**TASK DETAILS**
Which lines of the data include the string "path"? List them all.
- - - -
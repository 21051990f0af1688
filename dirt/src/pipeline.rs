use std::path::Path;
use std::sync::atomic::{AtomicU32, Ordering};

use derivative::Derivative;
use glam::{uvec2, UVec2, Vec3, Vec4};
use image::RgbaImage;
use log::{debug, info, warn};

use crate::gpu::{
    self, Camera, DepthConvention, FragmentAttributes, RayMarcher,
    ResolveTarget, Resolver, TraceResult, TraceTest,
};
use crate::{
    create_buffer, for_each_row, measure, Config, ConfigError, Error,
    FragmentBuffer, PixelStore, Result, SortedLayers,
};

/// Owns the fragment buffer of a screen and runs passes over it.
///
/// A frame goes like this:
///
/// - [`Self::begin_frame()`],
/// - geometry pass: any number of [`Self::append()`]s, possibly from many
///   threads at once,
/// - resolve passes, which read the buffer directly,
/// - [`Self::sort()`] followed by the tracing passes, which read the sorted
///   layers.
///
/// Passes that produce images return them top row first, i.e. flipped in
/// relation to pixel-coordinates (where `y` grows upwards).
#[derive(Derivative)]
#[derivative(Debug)]
pub struct Pipeline {
    config: Config,
    camera: Camera,
    params: gpu::BufferParams,
    resolver: Resolver,

    #[derivative(Debug = "ignore")]
    buffer: Box<dyn FragmentBuffer>,

    #[derivative(Debug = "ignore")]
    layers: Option<SortedLayers>,

    frame: u32,
}

impl Pipeline {
    pub fn new(config: Config, camera: Camera) -> Result<Self> {
        config.validate()?;

        if camera.screen_size() != config.size {
            return Err(ConfigError::CameraMismatch {
                config: config.size,
                camera: camera.screen_size(),
            }
            .into());
        }

        info!(
            "Creating pipeline; size={}, capacity={}, storage={:?}, \
             algorithm={:?}, convention={:?}",
            config.size,
            config.capacity,
            config.storage,
            config.algorithm,
            config.convention,
        );

        let params = config.params(&camera);
        let resolver = Resolver::new(params.sorter());
        let buffer = create_buffer(&config);

        Ok(Self {
            config,
            camera,
            params,
            resolver,
            buffer,
            layers: None,
            frame: 0,
        })
    }

    pub fn config(&self) -> &Config {
        &self.config
    }

    pub fn camera(&self) -> &Camera {
        &self.camera
    }

    pub fn params(&self) -> gpu::BufferParams {
        self.params
    }

    pub fn frame(&self) -> u32 {
        self.frame
    }

    pub fn buffer(&self) -> &dyn FragmentBuffer {
        &*self.buffer
    }

    /// Returns layers produced by the last [`Self::sort()`] of this frame.
    pub fn layers(&self) -> Option<&SortedLayers> {
        self.layers.as_ref()
    }

    pub fn ray_marcher(&self) -> RayMarcher {
        RayMarcher::new(
            self.camera,
            self.config.scene_length,
            self.config.max_steps(),
        )
    }

    pub fn begin_frame(&mut self) {
        self.frame = self.frame.wrapping_add(1);

        debug!("Beginning frame {}", self.frame);

        self.buffer.begin_frame();
        self.layers = None;
    }

    /// Records a fragment; see [`FragmentBuffer::append()`].
    pub fn append(&self, pixel: UVec2, depth: f32, payload: u32) -> bool {
        self.buffer.append(pixel, depth, payload)
    }

    /// Sorts fragments of each pixel and compacts them into
    /// [`SortedLayers`].
    pub fn sort(&mut self) -> &SortedLayers {
        let layers = measure("sort", || self.build_layers());

        debug!(
            "Fragments sorted; fragments={}, max-depth-complexity={}",
            layers.len(),
            layers.max_depth_complexity(),
        );

        let dropped = self.buffer.dropped();

        if dropped > 0 {
            warn!(
                "{} fragment(s) didn't fit into the buffer during frame {} \
                 (overflow={:?})",
                dropped, self.frame, self.config.overflow,
            );
        }

        self.layers.insert(layers)
    }

    /// Returns the `layer`-th nearest fragment of each pixel.
    pub fn resolve_layer(&self, layer: usize) -> Result<RgbaImage> {
        measure("resolve_layer", || {
            self.render(|pixel| {
                let mut store = self.gather(pixel);

                self.resolver.resolve(&mut store, layer).color
            })
        })
    }

    /// Returns the `layer`-th nearest fragment of each pixel, visualized
    /// through given target.
    pub fn resolve_target(
        &self,
        layer: usize,
        target: ResolveTarget,
        attributes: &[FragmentAttributes],
    ) -> Result<RgbaImage> {
        measure("resolve_target", || {
            self.render(|pixel| {
                let mut store = self.gather(pixel);

                self.resolver
                    .resolve_target(&mut store, layer, target, attributes)
                    .color
            })
        })
    }

    /// Blends all fragments of each pixel front-to-back; returns
    /// premultiplied colors.
    pub fn composite(&self) -> Result<RgbaImage> {
        measure("composite", || {
            self.render(|pixel| {
                let mut store = self.gather(pixel);

                self.resolver.composite(&mut store)
            })
        })
    }

    /// Traces a single ray (in view-space) through the sorted layers.
    pub fn trace(&self, origin: Vec3, direction: Vec3) -> Result<TraceResult> {
        let layers = self.sorted("trace")?;

        Ok(self.ray_marcher().trace(origin, direction, layers))
    }

    /// Reflects the nearest fragment of each pixel and returns albedo of
    /// whatever the reflected ray hits.
    ///
    /// Payloads are treated as indices into `attributes`, which provide the
    /// normals; pixels whose nearest fragment points outside `attributes`
    /// stay transparent. Ray origins are pushed off their surfaces by the
    /// configured thickness.
    pub fn trace_reflections(
        &self,
        attributes: &[FragmentAttributes],
    ) -> Result<RgbaImage> {
        let layers = self.sorted("trace_reflections")?;
        let search = layers.with_attributes(attributes);
        let marcher = self.ray_marcher();
        let hits = AtomicU32::new(0);

        let image = measure("trace_reflections", || {
            self.render(|pixel| {
                let (Some(fragment), Some(&view_z)) =
                    (layers.layers(pixel).first(), layers.view_z(pixel).first())
                else {
                    return Vec4::ZERO;
                };

                let Some(attrs) = attributes.get(fragment.payload as usize)
                else {
                    return Vec4::ZERO;
                };

                let normal = attrs.normal();

                let origin = self
                    .camera
                    .reconstruct(Camera::pixel_center(pixel), view_z)
                    + normal * self.config.thickness;

                let result = marcher.trace_reflection(origin, normal, &search);

                if result.is_hit() {
                    hits.fetch_add(1, Ordering::Relaxed);
                }

                result.value()
            })
        })?;

        debug!("Reflections traced; hits={}", hits.into_inner());

        Ok(image)
    }

    /// Runs [`TraceTest`] for each pixel, returning the mean of what the
    /// queries found.
    pub fn trace_test(&self, seed: u32) -> Result<RgbaImage> {
        self.trace_test_with(
            &TraceTest::new(self.camera.near(), self.camera.far()),
            seed,
        )
    }

    pub fn trace_test_with(
        &self,
        test: &TraceTest,
        seed: u32,
    ) -> Result<RgbaImage> {
        let layers = self.sorted("trace_test")?;
        let size = self.config.size;

        measure("trace_test", || {
            self.render(|pixel| test.run(size, pixel, seed, layers).value)
        })
    }

    fn sorted(&self, pass: &'static str) -> Result<&SortedLayers> {
        self.layers.as_ref().ok_or(Error::NotSorted { pass })
    }

    fn gather(&self, pixel: UVec2) -> PixelStore {
        let mut store = PixelStore::with_capacity(self.config.capacity);

        self.buffer.gather(pixel, &mut store);
        store
    }

    fn build_layers(&self) -> SortedLayers {
        let size = self.config.size;
        let sorter = self.resolver.sorter();

        let rows = for_each_row(size.y, self.config.threads, |y| {
            let mut counts = Vec::with_capacity(size.x as usize);
            let mut fragments = Vec::new();

            for x in 0..size.x {
                let mut store = self.gather(uvec2(x, y));

                sorter.sort_store(&mut store);

                if self.config.dedup {
                    let len = gpu::dedup_identical(store.as_mut_slice());

                    store.truncate(len);
                }

                counts.push(store.len());

                fragments.extend(store.as_slice().iter().map(|fragment| {
                    (*fragment, self.view_z(fragment.depth))
                }));
            }

            (counts, fragments)
        });

        let mut layers = SortedLayers::new(size, self.config.thickness);

        for (counts, fragments) in rows {
            let mut fragments = fragments.into_iter();

            for count in counts {
                layers.push_pixel(fragments.by_ref().take(count));
            }
        }

        layers
    }

    /// Converts depth, as recorded by the geometry pass, into view-space Z.
    fn view_z(&self, depth: f32) -> f32 {
        match self.config.convention {
            DepthConvention::Projective => self.camera.depth_to_view_z(depth),
            DepthConvention::Camera => depth,
        }
    }

    fn render(&self, f: impl Fn(UVec2) -> Vec4 + Sync) -> Result<RgbaImage> {
        let size = self.config.size;

        let data = for_each_row(size.y, self.config.threads, |row| {
            let y = size.y - 1 - row;

            (0..size.x)
                .flat_map(|x| gpu::pack_unorm4x8(f(uvec2(x, y))).to_le_bytes())
                .collect::<Vec<_>>()
        })
        .concat();

        let len = data.len();

        RgbaImage::from_raw(size.x, size.y, data)
            .ok_or(Error::ImageSize { size, len })
    }
}

/// Writes image to given path, guessing format from the extension.
pub fn save_image(image: &RgbaImage, path: impl AsRef<Path>) -> Result<()> {
    let path = path.as_ref();

    debug!("Saving image: {}", path.display());

    image.save(path)?;

    Ok(())
}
- - - -
**RESULT OF THE TASK**
use std::path::Path;
/// Writes image to given path, guessing format from the extension.
pub fn save_image(image: &RgbaImage, path: impl AsRef<Path>) -> Result<()> {
    let path = path.as_ref();
    debug!("Saving image: {}", path.display());
    image.save(path)?;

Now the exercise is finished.